Data shown START
// ===============================
// src/settlement.rs
// ===============================
use chrono::{DateTime, Utc};
use thiserror::Error;

use crate::domain::{SettlementQuote, TradeOffer};
use crate::fees::FeeSchedule;
use crate::metrics::QUOTES;

#[derive(Debug, Error, PartialEq)]
pub enum SettlementError {
    #[error("Price lock expired at {expires_at}; request a fresh offer")]
    OfferExpired { expires_at: DateTime<Utc> },
    #[error("offer price unavailable (reference price not loaded)")]
    PriceUnavailable,
    #[error("quantity missing or invalid")]
    NoQuantity,
}

#[derive(Debug, Clone, Copy, PartialEq, Eq)]
pub enum LimitCheck { Within, BelowMin, AboveMax }

/// Raw user input -> quantity. Kosong / bukan angka / <= 0 -> None.
pub fn parse_quantity(raw: Option<&str>) -> Option<f64> {
    let q = raw?.trim().parse::<f64>().ok()?;
    (q.is_finite() && q > 0.0).then_some(q)
}

#[derive(Debug, Clone, Default)]
pub struct SettlementCalculator {
    pub fees: FeeSchedule,
}

impl SettlementCalculator {
    pub fn new(fees: FeeSchedule) -> Self { Self { fees } }

    /// Recomputed synchronously on every quantity change.
    /// Invalid quantity yields a zeroed quote; an expired offer is rejected.
    pub fn quote(
        &self,
        offer: &TradeOffer,
        quantity: Option<f64>,
        now: DateTime<Utc>,
    ) -> Result<SettlementQuote, SettlementError> {
        if offer.is_expired(now) {
            return Err(SettlementError::OfferExpired { expires_at: offer.expires_at });
        }
        let quantity = match quantity {
            Some(q) if q.is_finite() && q > 0.0 => q,
            _ => return Ok(SettlementQuote::zero()),
        };

        let gross = quantity * offer.unit_price;
        let fee = self.fees.fee_for(offer.rail, gross);
        let net = (gross - fee).max(0.0);
        QUOTES.inc();
        Ok(SettlementQuote { quantity, gross, fee, net })
    }

    pub fn quote_raw(
        &self,
        offer: &TradeOffer,
        raw: Option<&str>,
        now: DateTime<Utc>,
    ) -> Result<SettlementQuote, SettlementError> {
        self.quote(offer, parse_quantity(raw), now)
    }

    /// Quote yang boleh dijadikan settlement request: harga harus tersedia
    /// dan quantity valid. Quote biasa tetap boleh 0 (tampilan "unavailable").
    pub fn order_quote(
        &self,
        offer: &TradeOffer,
        raw: Option<&str>,
        now: DateTime<Utc>,
    ) -> Result<SettlementQuote, SettlementError> {
        if !offer.is_available() {
            return Err(SettlementError::PriceUnavailable);
        }
        let q = self.quote_raw(offer, raw, now)?;
        if q.is_zero() {
            return Err(SettlementError::NoQuantity);
        }
        Ok(q)
    }
}

/// Cek gross terhadap limit listing (informational).
pub fn check_limits(offer: &TradeOffer, quote: &SettlementQuote) -> LimitCheck {
    if quote.gross < offer.limits.min {
        LimitCheck::BelowMin
    } else if quote.gross > offer.limits.max {
        LimitCheck::AboveMax
    } else {
        LimitCheck::Within
    }
}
Data shown END
▶ **Exercise**
Reproduce the whole of the records exactly, so that no line differs from the source above.

▶ **Completed exercise**
// ===============================
// src/settlement.rs
// ===============================
use chrono::{DateTime, Utc};
use thiserror::Error;

use crate::domain::{SettlementQuote, TradeOffer};
use crate::fees::FeeSchedule;
use crate::metrics::QUOTES;

#[derive(Debug, Error, PartialEq)]
pub enum SettlementError {
    #[error("Price lock expired at {expires_at}; request a fresh offer")]
    OfferExpired { expires_at: DateTime<Utc> },
    #[error("offer price unavailable (reference price not loaded)")]
    PriceUnavailable,
    #[error("quantity missing or invalid")]
    NoQuantity,
}

#[derive(Debug, Clone, Copy, PartialEq, Eq)]
pub enum LimitCheck { Within, BelowMin, AboveMax }

/// Raw user input -> quantity. Kosong / bukan angka / <= 0 -> None.
pub fn parse_quantity(raw: Option<&str>) -> Option<f64> {
    let q = raw?.trim().parse::<f64>().ok()?;
    (q.is_finite() && q > 0.0).then_some(q)
}

#[derive(Debug, Clone, Default)]
pub struct SettlementCalculator {
    pub fees: FeeSchedule,
}

impl SettlementCalculator {
    pub fn new(fees: FeeSchedule) -> Self { Self { fees } }

    /// Recomputed synchronously on every quantity change.
    /// Invalid quantity yields a zeroed quote; an expired offer is rejected.
    pub fn quote(
        &self,
        offer: &TradeOffer,
        quantity: Option<f64>,
        now: DateTime<Utc>,
    ) -> Result<SettlementQuote, SettlementError> {
        if offer.is_expired(now) {
            return Err(SettlementError::OfferExpired { expires_at: offer.expires_at });
        }
        let quantity = match quantity {
            Some(q) if q.is_finite() && q > 0.0 => q,
            _ => return Ok(SettlementQuote::zero()),
        };

        let gross = quantity * offer.unit_price;
        let fee = self.fees.fee_for(offer.rail, gross);
        let net = (gross - fee).max(0.0);
        QUOTES.inc();
        Ok(SettlementQuote { quantity, gross, fee, net })
    }

    pub fn quote_raw(
        &self,
        offer: &TradeOffer,
        raw: Option<&str>,
        now: DateTime<Utc>,
    ) -> Result<SettlementQuote, SettlementError> {
        self.quote(offer, parse_quantity(raw), now)
    }

    /// Quote yang boleh dijadikan settlement request: harga harus tersedia
    /// dan quantity valid. Quote biasa tetap boleh 0 (tampilan "unavailable").
    pub fn order_quote(
        &self,
        offer: &TradeOffer,
        raw: Option<&str>,
        now: DateTime<Utc>,
    ) -> Result<SettlementQuote, SettlementError> {
        if !offer.is_available() {
            return Err(SettlementError::PriceUnavailable);
        }
        let q = self.quote_raw(offer, raw, now)?;
        if q.is_zero() {
            return Err(SettlementError::NoQuantity);
        }
        Ok(q)
    }
}

/// Cek gross terhadap limit listing (informational).
pub fn check_limits(offer: &TradeOffer, quote: &SettlementQuote) -> LimitCheck {
    if quote.gross < offer.limits.min {
        LimitCheck::BelowMin
    } else if quote.gross > offer.limits.max {
        LimitCheck::AboveMax
    } else {
        LimitCheck::Within
    }
}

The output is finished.